William Dudley said at the New York Fed Conference on Monday that, "Monetary policy adjustments are likely to be gradual and cautious, as we continue to face significant uncertainties and the headwinds to growth from the financial crisis have not fully abated."

Dudley, who is the president of the New York Federal Reserve Bank and arguably one of the three most important people on the Federal Open Market Committee, did seem to temper his strong remarks. He said there were many favorable elements in the U.S. economy and that employment was particularly strong.

He did cite weak inflation in the U.S. and in Europe as a problem and asserted that the central banks of both huge economies are working to boost it a bit.

James Bullard, President of the St. Louis Fed, made comments on Friday that more or less paralleled Dudley’s. “The jobs report we got was very strong but the GDP tracking has moved down substantially for the first quarter and to some extent for the second quarter,” he said. “We are on track to continue normalizing [rates] this year, but it certainly gives us room for maneuver and we can be patient and go gradually.”

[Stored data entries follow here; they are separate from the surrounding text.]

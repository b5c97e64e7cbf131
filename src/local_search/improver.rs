//! Budgeted hill-climbing driver.
//!
//! # Algorithm
//!
//! Each pass scans the neighbourhoods in a fixed order (2-opt, relocate,
//! exchange). A neighbourhood is rescanned after every committed move until
//! it has no improving move left, then the next one takes over. The search
//! ends when a whole pass commits nothing (a local optimum) or the budget
//! runs out.
//!
//! Acceptance is strict first improvement, so total cost never increases
//! and the result is fully determined by the input. The climb can stall in
//! poor local optima; seeded [`Diversification`] rounds (perturb a copy of
//! the best solution, climb again, keep it only if strictly better) are the
//! optional way out.

use std::time::{Duration, Instant};

use rand::rngs::StdRng;
use rand::{Rng, SeedableRng};
use tracing::{debug, info, instrument, warn};

use super::moves::{Move, MoveKind, IMPROVEMENT_EPS};
use super::{exchange, relocate, two_opt};
use crate::config::{Budget, Diversification};
use crate::models::{RoutingProblem, Solution};

/// Tracks consumption of a [`Budget`] and latches once it runs out.
#[derive(Debug)]
pub(crate) struct BudgetTracker {
    budget: Budget,
    started: Instant,
    moves: u64,
    hit: bool,
}

impl BudgetTracker {
    pub(crate) fn start(budget: Budget) -> Self {
        Self {
            budget,
            started: Instant::now(),
            moves: 0,
            hit: false,
        }
    }

    pub(crate) fn record_move(&mut self) {
        self.moves += 1;
    }

    /// `true` once the move limit or the time limit has been reached.
    pub(crate) fn exhausted(&mut self) -> bool {
        if self.hit {
            return true;
        }
        let out_of_moves = self.budget.max_iterations.is_some_and(|m| self.moves >= m);
        let out_of_time = self
            .budget
            .time_limit
            .is_some_and(|t| self.started.elapsed() >= t);
        self.hit = out_of_moves || out_of_time;
        self.hit
    }

    fn elapsed(&self) -> Duration {
        self.started.elapsed()
    }
}

/// Outcome of one improvement run.
#[derive(Debug, Clone, PartialEq)]
pub struct ImproveReport {
    pub initial_cost: f64,
    pub final_cost: f64,
    /// Improving moves committed, over every neighbourhood and round.
    pub moves: u64,
    pub two_opt_moves: u64,
    pub relocate_moves: u64,
    pub exchange_moves: u64,
    pub passes: u64,
    /// Diversification rounds completed.
    pub restarts: u32,
    /// The budget stopped the search while an improving move or a
    /// diversification round was still pending.
    pub budget_exhausted: bool,
    pub elapsed: Duration,
}

impl ImproveReport {
    fn new(initial_cost: f64) -> Self {
        Self {
            initial_cost,
            final_cost: initial_cost,
            moves: 0,
            two_opt_moves: 0,
            relocate_moves: 0,
            exchange_moves: 0,
            passes: 0,
            restarts: 0,
            budget_exhausted: false,
            elapsed: Duration::ZERO,
        }
    }

    fn count(&mut self, kind: MoveKind) {
        self.moves += 1;
        match kind {
            MoveKind::TwoOpt => self.two_opt_moves += 1,
            MoveKind::Relocate => self.relocate_moves += 1,
            MoveKind::Exchange => self.exchange_moves += 1,
        }
    }
}

/// Local search over a single [`Solution`], mutated in place.
///
/// Runs on the calling thread; the solution has a single writer.
///
/// # Examples
///
/// ```
/// use commute_routing::config::Budget;
/// use commute_routing::distance::CostMatrix;
/// use commute_routing::local_search::LocalSearch;
/// use commute_routing::models::{Instance, Route, Solution};
///
/// let m = CostMatrix::from_data(
///     4,
///     vec![0.0, 1.0, 2.0, 3.0, 1.0, 0.0, 1.0, 2.0, 2.0, 1.0, 0.0, 1.0, 3.0, 2.0, 1.0, 0.0],
/// )
/// .unwrap();
/// let inst = Instance::with_matrix(m, &[0, 1, 1, 1], &[3]).unwrap();
/// let mut sol = Solution::from_routes(vec![Route::with_nodes(0, vec![2, 1, 3], &inst)]);
///
/// let report = LocalSearch::new(&inst, Budget::UNLIMITED).improve(&mut sol);
/// assert_eq!(report.final_cost, 6.0);
/// assert!(report.final_cost < report.initial_cost);
/// ```
pub struct LocalSearch<'a, P> {
    problem: &'a P,
    budget: Budget,
    diversification: Option<Diversification>,
}

impl<'a, P: RoutingProblem> LocalSearch<'a, P> {
    pub fn new(problem: &'a P, budget: Budget) -> Self {
        Self {
            problem,
            budget,
            diversification: None,
        }
    }

    pub fn with_diversification(mut self, diversification: Option<Diversification>) -> Self {
        self.diversification = diversification;
        self
    }

    /// Improves `solution` in place and reports what happened.
    ///
    /// `solution` must be feasible on entry; it is feasible on exit and its
    /// cost is no higher than on entry.
    #[instrument(skip_all, fields(stops = solution.num_served()))]
    pub fn improve(&self, solution: &mut Solution) -> ImproveReport {
        let mut tracker = BudgetTracker::start(self.budget);
        let mut report = ImproveReport::new(solution.total_cost());

        report.budget_exhausted = self.climb(solution, &mut tracker, &mut report);
        if let Some(div) = self.diversification {
            self.diversify(solution, div, &mut tracker, &mut report);
        }

        report.final_cost = solution.total_cost();
        report.elapsed = tracker.elapsed();
        info!(
            initial = report.initial_cost,
            best = report.final_cost,
            moves = report.moves,
            passes = report.passes,
            budget_exhausted = report.budget_exhausted,
            "local search finished"
        );
        report
    }

    /// Climbs until a local optimum or the budget. Returns `true` only when
    /// the budget stopped it with an improving move still available.
    fn climb(
        &self,
        solution: &mut Solution,
        tracker: &mut BudgetTracker,
        report: &mut ImproveReport,
    ) -> bool {
        loop {
            if tracker.exhausted() {
                return self.can_improve(solution);
            }
            report.passes += 1;
            let mut improved = false;

            for kind in MoveKind::ORDER {
                while let Some((mv, delta)) = self.find(kind, solution, tracker) {
                    if !mv.is_valid(self.problem, solution) {
                        warn!(?mv, "rejected invalid {} move", kind.name());
                        break;
                    }
                    let before = solution.total_cost();
                    mv.apply(self.problem, solution);
                    debug_assert!(solution.total_cost() < before + IMPROVEMENT_EPS);
                    debug!(?mv, delta, cost = solution.total_cost(), "applied {}", kind.name());

                    report.count(kind);
                    tracker.record_move();
                    improved = true;
                    if tracker.exhausted() {
                        return self.can_improve(solution);
                    }
                }
            }

            if !improved {
                // A scan the budget interrupted proves nothing about optimality.
                return tracker.hit && self.can_improve(solution);
            }
        }
    }

    /// Full scan of every neighbourhood, outside the budget.
    fn can_improve(&self, solution: &Solution) -> bool {
        let mut unlimited = BudgetTracker::start(Budget::UNLIMITED);
        MoveKind::ORDER
            .into_iter()
            .any(|kind| self.find(kind, solution, &mut unlimited).is_some())
    }

    fn find(
        &self,
        kind: MoveKind,
        solution: &Solution,
        tracker: &mut BudgetTracker,
    ) -> Option<(Move, f64)> {
        match kind {
            MoveKind::TwoOpt => two_opt::find_two_opt(self.problem, solution, tracker),
            MoveKind::Relocate => relocate::find_relocate(self.problem, solution, tracker),
            MoveKind::Exchange => exchange::find_exchange(self.problem, solution, tracker),
        }
    }

    fn diversify(
        &self,
        best: &mut Solution,
        div: Diversification,
        tracker: &mut BudgetTracker,
        report: &mut ImproveReport,
    ) {
        let mut rng = StdRng::seed_from_u64(div.seed);
        for round in 0..div.restarts {
            if tracker.exhausted() {
                report.budget_exhausted = true;
                return;
            }
            let mut candidate = best.clone();
            perturb(self.problem, &mut candidate, &mut rng, div.strength);
            let cut_short = self.climb(&mut candidate, tracker, report);
            report.budget_exhausted |= cut_short;
            report.restarts += 1;

            if candidate.total_cost() < best.total_cost() - IMPROVEMENT_EPS {
                debug!(round, cost = candidate.total_cost(), "diversification found a better optimum");
                *best = candidate;
            }
        }
    }
}

/// Applies up to `strength` random capacity-feasible relocations.
fn perturb<P: RoutingProblem>(problem: &P, solution: &mut Solution, rng: &mut StdRng, strength: u32) {
    let routes = solution.num_routes();
    let mut applied = 0;
    let mut attempts = 0;

    while applied < strength && attempts < strength.saturating_mul(20) {
        attempts += 1;
        let from_route = rng.random_range(0..routes);
        let from_len = solution.route(from_route).len();
        if from_len == 0 {
            continue;
        }
        let from_pos = rng.random_range(0..from_len);
        let to_route = rng.random_range(0..routes);
        let to_len = if to_route == from_route {
            from_len - 1
        } else {
            solution.route(to_route).len()
        };
        let mv = Move::Relocate {
            from_route,
            from_pos,
            to_route,
            to_pos: rng.random_range(0..=to_len),
        };
        if mv.is_valid(problem, solution) {
            mv.apply(problem, solution);
            applied += 1;
        }
    }
}

/// Runs [`LocalSearch`] without diversification.
pub fn improve<P: RoutingProblem>(
    problem: &P,
    solution: &mut Solution,
    budget: Budget,
) -> ImproveReport {
    LocalSearch::new(problem, budget).improve(solution)
}
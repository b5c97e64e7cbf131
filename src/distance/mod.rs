//! Cost matrices.
//!
//! Provides the dense cost matrix, its great-circle builder, the
//! distance-to-time projection boundary, and an on-disk matrix cache.

mod cache;
mod matrix;
mod projection;

pub use cache::MatrixCache;
pub use matrix::CostMatrix;
pub(crate) use matrix::check_nodes;
pub use projection::{
    validate_projection, CongestionModel, CostProjector, EstimatorProjector, TimeContext,
    TravelEstimator,
};
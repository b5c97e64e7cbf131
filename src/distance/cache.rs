//! On-disk cache of distance matrices keyed by the location set.
//!
//! Identical coordinate lists hash to the same key, so repeated requests for
//! the same pickup set skip the O(N²) haversine pass. The cache is advisory:
//! unreadable, corrupt, or mismatched entries are ignored and rebuilt.

use std::fs;
use std::io;
use std::path::{Path, PathBuf};

use serde::{Deserialize, Serialize};
use tracing::{debug, warn};

use super::CostMatrix;
use crate::error::RoutingError;

#[derive(Serialize, Deserialize)]
struct CacheEntry {
    key: String,
    matrix: CostMatrix,
}

/// Directory-backed distance matrix cache.
#[derive(Debug, Clone)]
pub struct MatrixCache {
    dir: PathBuf,
}

impl MatrixCache {
    /// Uses `dir` as the cache root, creating it if needed.
    pub fn new(dir: impl Into<PathBuf>) -> io::Result<Self> {
        let dir = dir.into();
        fs::create_dir_all(&dir)?;
        Ok(Self { dir })
    }

    pub fn dir(&self) -> &Path {
        &self.dir
    }

    /// Content hash of an ordered coordinate list.
    pub fn key(points: &[(f64, f64)]) -> String {
        let mut hasher = blake3::Hasher::new();
        hasher.update(&(points.len() as u64).to_le_bytes());
        for &(lat, lon) in points {
            hasher.update(&lat.to_bits().to_le_bytes());
            hasher.update(&lon.to_bits().to_le_bytes());
        }
        hasher.finalize().to_hex().to_string()
    }

    fn path_for(&self, key: &str) -> PathBuf {
        self.dir.join(format!("{key}.json"))
    }

    /// Returns the cached matrix for `points`, if present and consistent.
    pub fn load(&self, points: &[(f64, f64)]) -> Option<CostMatrix> {
        let key = Self::key(points);
        let path = self.path_for(&key);
        let bytes = fs::read(&path).ok()?;
        match serde_json::from_slice::<CacheEntry>(&bytes) {
            Ok(entry)
                if entry.key == key
                    && entry.matrix.size() == points.len()
                    && entry.matrix.as_slice().len() == points.len() * points.len()
                    && entry.matrix.first_bad_cell().is_none() =>
            {
                debug!(%key, "distance matrix cache hit");
                Some(entry.matrix)
            }
            Ok(_) => {
                warn!(path = %path.display(), "ignoring mismatched matrix cache entry");
                None
            }
            Err(err) => {
                warn!(path = %path.display(), %err, "ignoring corrupt matrix cache entry");
                None
            }
        }
    }

    /// Writes `matrix` under the key of `points`.
    pub fn store(&self, points: &[(f64, f64)], matrix: &CostMatrix) -> io::Result<()> {
        let key = Self::key(points);
        let entry = CacheEntry {
            key: key.clone(),
            matrix: matrix.clone(),
        };
        let json = serde_json::to_vec(&entry).map_err(io::Error::other)?;
        let path = self.path_for(&key);
        let tmp = path.with_extension("json.tmp");
        fs::write(&tmp, json)?;
        fs::rename(&tmp, &path)?;
        debug!(%key, "stored distance matrix");
        Ok(())
    }

    /// Loads the matrix for `points` or builds and stores it.
    ///
    /// A failed write is logged and does not fail the request.
    pub fn get_or_build(&self, points: &[(f64, f64)]) -> Result<CostMatrix, RoutingError> {
        if let Some(matrix) = self.load(points) {
            return Ok(matrix);
        }
        let matrix = CostMatrix::from_coordinates(points)?;
        if let Err(err) = self.store(points, &matrix) {
            warn!(%err, "could not write matrix cache entry");
        }
        Ok(matrix)
    }
}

On Thursday, Dennis Lockhart, head of the Atlanta Fed he would not be pushing for a rate hike anytime soon because of low spending data for March and, of course, only minor inflation.

Fighting against this and other news today, gold prices are softer. That is in spite of a solid assist from a weaker U.S. dollar, which, of course, was reacting to the Fed commentaries mentioned above.

In general it was a risk-off day. The yield on U.S. 10-year bonds rose slightly. The higher yield and lower face price did not seem to cause any sort of stampede into the government paper.

Circling round to the U.S. economy to end up today’s fundamentals outlook, Citigroup revised its forecasts for the rest of this year and into 2017 for the world’s largest economy.

Yet, in the same breath, Citi said that unemployment would dip to 4.7% this year and 4.5% next year. Inflation, it said, would remain subdued.

We are wondering if the spate of minimum wage laws being passed – raising the wage to $15 – will have any effect on inflation. We hope so.

Simply put, you can’t grow your economy much when inflation is treading water around 1.3 to 1.6%.